It is also necessary, in the light of Cream Holdings, that the Claimant should persuade the Court that it is more likely than not that he would succeed at trial in obtaining a remedy in respect of the relevant information or that the circumstances fall within one of the exceptional categories contemplated by Lord Nicholls at [22]:

“… There will be cases where it is necessary for a court to depart from this general approach and a lesser degree of likelihood will suffice as a prerequisite. Circumstances where this may be so include those mentioned above: where the potential adverse consequences of disclosure are particularly grave, or where a short-lived injunction is needed to enable the court to hear and give proper consideration to an application for interim relief pending the trial or any relevant appeal”.

Mr Spearman submits that, if he has to, the Claimant can demonstrate in the light of his evidence that “the potential adverse consequences of disclosure are particularly grave”. I shall return to this factor in due course.

14.

Important though these considerations are, they need to be addressed, as a matter of logic, a little further down the line. As a preliminary step, it is for the Claimant to demonstrate that an actionable publication is about to take place. That is to say, in the present context, that he has a reasonable expectation of privacy in respect of personal information which the publishers are about to include in their magazine.

15.

The application takes place against a particular background which is not exactly reflected in any of the earlier cases. That does not necessarily matter because it is increasingly the trend, in the light of European jurisprudence, to apply (in a phrase of Lord Steyn’s from Re S) “an intense focus” to the facts of the particular case when considering “the ultimate balancing exercise” between competing Convention rights, such as those enshrined in articles 8 and 10. While recognising this, Mr Caldecott makes the important point that it is for the Claimant first to establish that there is such a tension – in other words, that the publishers’ undoubted article 10 rights do come into conflict with an identifiable article 8 right on the part of the Claimant. Mr Caldecott submits that A is unable to pass that threshold test.

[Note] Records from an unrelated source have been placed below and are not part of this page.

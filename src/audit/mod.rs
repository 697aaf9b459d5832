//! Audit contract: static metadata, pure computation, uniform results.
//!
//! An audit is a typed record of metadata paired with a pure function over
//! the finalized artifact store. Audits never see the browser or the
//! session; they read artifacts and return one [`AuditResult`], so they can
//! run concurrently once gathering completes.

pub mod first_meaningful_paint;
pub mod link_blocking_first_paint;
pub mod runner;

pub use runner::run_all;

use crate::error::Result;
use crate::gather::{ArtifactError, ArtifactStore};
use serde::Serialize;
use std::sync::Arc;

/// Static metadata an audit declares once. Never mutated.
#[derive(Debug, Clone, Serialize)]
#[serde(rename_all = "camelCase")]
pub struct AuditMeta {
    pub category: &'static str,
    pub name: &'static str,
    pub description: &'static str,
    pub help_text: &'static str,
    /// Artifact names that must be present before the audit runs.
    pub required_artifacts: &'static [&'static str],
    #[serde(skip_serializing_if = "Option::is_none")]
    pub optimal_value: Option<&'static str>,
}

/// Raw audit value: a measurement, a pass/fail, or the failure sentinel.
///
/// The sentinel serializes as `-1`, matching the artifact error shape, so
/// report consumers need a single check for "collection or audit failed".
#[derive(Debug, Clone, PartialEq)]
pub enum RawValue {
    Number(f64),
    Bool(bool),
    Error,
}

impl Serialize for RawValue {
    fn serialize<S: serde::Serializer>(&self, serializer: S) -> std::result::Result<S::Ok, S::Error> {
        match self {
            RawValue::Number(value) => serializer.serialize_f64(*value),
            RawValue::Bool(value) => serializer.serialize_bool(*value),
            RawValue::Error => serializer.serialize_i64(-1),
        }
    }
}

/// The uniform result record every audit produces, exactly once per run.
#[derive(Debug, Clone, Serialize)]
#[serde(rename_all = "camelCase")]
pub struct AuditResult {
    pub raw_value: RawValue,
    #[serde(skip_serializing_if = "Option::is_none")]
    pub score: Option<u8>,
    #[serde(skip_serializing_if = "Option::is_none")]
    pub display_value: Option<String>,
    #[serde(skip_serializing_if = "Option::is_none")]
    pub debug_string: Option<String>,
    #[serde(skip_serializing_if = "Option::is_none")]
    pub optimal_value: Option<String>,
    #[serde(skip_serializing_if = "Option::is_none")]
    pub extended_info: Option<serde_json::Value>,
}

impl AuditResult {
    /// The failure sentinel, carrying a human-readable reason.
    pub fn error(debug_string: impl Into<String>) -> Self {
        Self {
            raw_value: RawValue::Error,
            score: None,
            display_value: None,
            debug_string: Some(debug_string.into()),
            optimal_value: None,
            extended_info: None,
        }
    }

    /// Propagate an upstream gatherer failure as this audit's result.
    pub fn from_artifact_error(sentinel: &ArtifactError) -> Self {
        Self::error(sentinel.debug_string.clone())
    }

    pub fn is_error(&self) -> bool {
        self.raw_value == RawValue::Error
    }
}

/// Execution state of one audit within a run.
#[derive(Debug, Clone, Copy, PartialEq, Eq)]
pub enum AuditState {
    NotRun,
    Running,
    Succeeded,
    Failed,
}

impl AuditState {
    pub fn can_transition_to(self, target: AuditState) -> bool {
        use AuditState::*;
        matches!(
            (self, target),
            (NotRun, Running) | (Running, Succeeded) | (Running, Failed)
        )
    }
}

/// A scoring routine over the finalized artifact store.
pub trait Audit: Send + Sync {
    fn meta(&self) -> &'static AuditMeta;

    /// Pure over the store: no session access, no side effects.
    fn audit(&self, artifacts: &ArtifactStore) -> Result<AuditResult>;
}

/// The audits a default run executes.
pub fn default_audits() -> Vec<Arc<dyn Audit>> {
    vec![
        Arc::new(first_meaningful_paint::FirstMeaningfulPaint),
        Arc::new(link_blocking_first_paint::LinkBlockingFirstPaint),
    ]
}
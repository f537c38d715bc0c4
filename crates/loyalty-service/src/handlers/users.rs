//! Registration and login handlers.

use std::sync::Arc;

use axum::extract::rejection::JsonRejection;
use axum::extract::State;
use axum::http::header::{AUTHORIZATION, SET_COOKIE};
use axum::response::{IntoResponse, Response};
use axum::Json;
use serde::{Deserialize, Serialize};

use loyalty_core::User;

use crate::auth::{hash_password, verify_password};
use crate::error::ApiError;
use crate::state::AppState;

/// Credentials for registration and login.
#[derive(Debug, Deserialize)]
pub struct CredentialsRequest {
    /// Login.
    #[serde(default)]
    pub login: String,
    /// Plain-text password.
    #[serde(default)]
    pub password: String,
}

/// Session response body.
#[derive(Debug, Serialize)]
pub struct SessionResponse {
    /// User ID.
    pub user_id: String,
    /// Login.
    pub login: String,
}

fn credentials(
    payload: Result<Json<CredentialsRequest>, JsonRejection>,
) -> Result<CredentialsRequest, ApiError> {
    let Json(body) = payload.map_err(|e| ApiError::BadRequest(e.body_text()))?;

    if body.login.trim().is_empty() || body.password.is_empty() {
        return Err(ApiError::BadRequest("login and password are required".into()));
    }

    Ok(body)
}

/// Respond with a fresh session for `user`.
fn start_session(state: &AppState, user: &User) -> Result<Response, ApiError> {
    let token = state.sessions.issue(&user.id)?;

    Ok((
        [
            (SET_COOKIE, state.sessions.cookie(&token)),
            (AUTHORIZATION, format!("Bearer {token}")),
        ],
        Json(SessionResponse {
            user_id: user.id.to_string(),
            login: user.login.clone(),
        }),
    )
        .into_response())
}

/// Register a new user and log them in.
pub async fn register(
    State(state): State<Arc<AppState>>,
    payload: Result<Json<CredentialsRequest>, JsonRejection>,
) -> Result<Response, ApiError> {
    let body = credentials(payload)?;
    let login = body.login.trim();

    if state.store.get_user_by_login(login).await?.is_some() {
        return Err(ApiError::Conflict(format!("Login {login} is already taken")));
    }

    let user = User::new(login, hash_password(&body.password).await?);
    state.store.create_user(&user).await?;

    tracing::info!(user_id = %user.id, login = %user.login, "User registered");

    start_session(&state, &user)
}

/// Log in with existing credentials.
pub async fn login(
    State(state): State<Arc<AppState>>,
    payload: Result<Json<CredentialsRequest>, JsonRejection>,
) -> Result<Response, ApiError> {
    let body = credentials(payload)?;

    let user = match state.store.get_user_by_login(body.login.trim()).await? {
        Some(user) if verify_password(&body.password, &user.password_hash).await? => user,
        _ => {
            tracing::debug!(login = %body.login, "Login failed");
            return Err(ApiError::Unauthorized);
        }
    };

    tracing::info!(user_id = %user.id, "User logged in");

    start_session(&state, &user)
}
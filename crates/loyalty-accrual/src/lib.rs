//! Accrual service client.
//!
//! The accrual service decides how many loyalty points a purchase order
//! earns. This crate asks it about one order at a time and classifies the
//! answer so the reconciler can act on it.
//!
//! # Example
//!
//! ```no_run
//! use std::time::Duration;
//! use loyalty_accrual::{AccrualClient, AccrualReply};
//!
//! # async fn example() -> Result<(), loyalty_accrual::AccrualError> {
//! let client = AccrualClient::new("http://accrual:8080", Duration::from_secs(10))?;
//!
//! match client.fetch("3182649").await? {
//!     AccrualReply::Decision(decision) => {
//!         println!("{} is {} ({} points)", decision.order, decision.status, decision.accrual);
//!     }
//!     AccrualReply::Unknown => println!("not registered yet"),
//!     AccrualReply::Overloaded { retry_after } => println!("back off for {retry_after:?}"),
//! }
//! # Ok(())
//! # }
//! ```

#![forbid(unsafe_code)]
#![warn(missing_docs)]
#![warn(clippy::all)]
#![warn(clippy::pedantic)]

mod client;
mod error;
mod types;

pub use client::AccrualClient;
pub use error::AccrualError;
pub use types::{AccrualDecision, AccrualReply};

The relevance of the Claimant’s own revelations of personal information

16.

An important consideration when assessing the background of this case is that the Claimant has himself made public through the media a great deal of information that might usually be considered as falling within the protection afforded to private or personal information, including matters concerning B and the child of the marriage. Mr Caldecott submits that this conduct is highly material to the question of whether the Claimant has a reasonable expectation of privacy in relation to any proposed publication touching upon the subject-matter in respect of which he has already revealed such information. It is also material to the closely related question of what is, and what is not, in the public domain. That is of immediate concern because it is clear, as Mr Spearman acknowledges, that any order the court grants should have incorporated within what is now called a “public domain proviso”: see e.g. Kelly v BBC [2001] Fam 59 at 93 (Munby J); Att.-Gen. v Times NewspapersLtd [2001] 1 WLR 885, CA, and Harris v Harris;Att.-Gen. v Harris [2001] 2 FLR at [208] (Munby J).

17.

It was in this context that Mr Spearman drew my attention to two principles which seem to have emerged in the recent authorities:

i)

In the context of personal information, which is treated differently in this respect from confidential information of a commercial nature, the fact that something has been published does not necessarily mean that further revelation cannot itself infringe the claimant’s right to protect his privacy. That is especially the case perhaps where it is the defendant who has himself put the information into the public domain in the first place and would otherwise be enabling himself to profit from his own wrong: see e.g. Att.-Gen. v Guardian Newspapers (No. 2) [1990] 1 AC 109.

ii)

Where it is the claimant who has chosen to put personal information into the public domain, even though it may be such as to attract primafacie the protection of the law, it does not necessarily follow that it is open season for the media to publish any other information pertaining to the same subject-matter: see e.g. Douglas v Hello! [2005] EWCA Civ 595. Individuals are permitted some degree of control over how much they choose to reveal.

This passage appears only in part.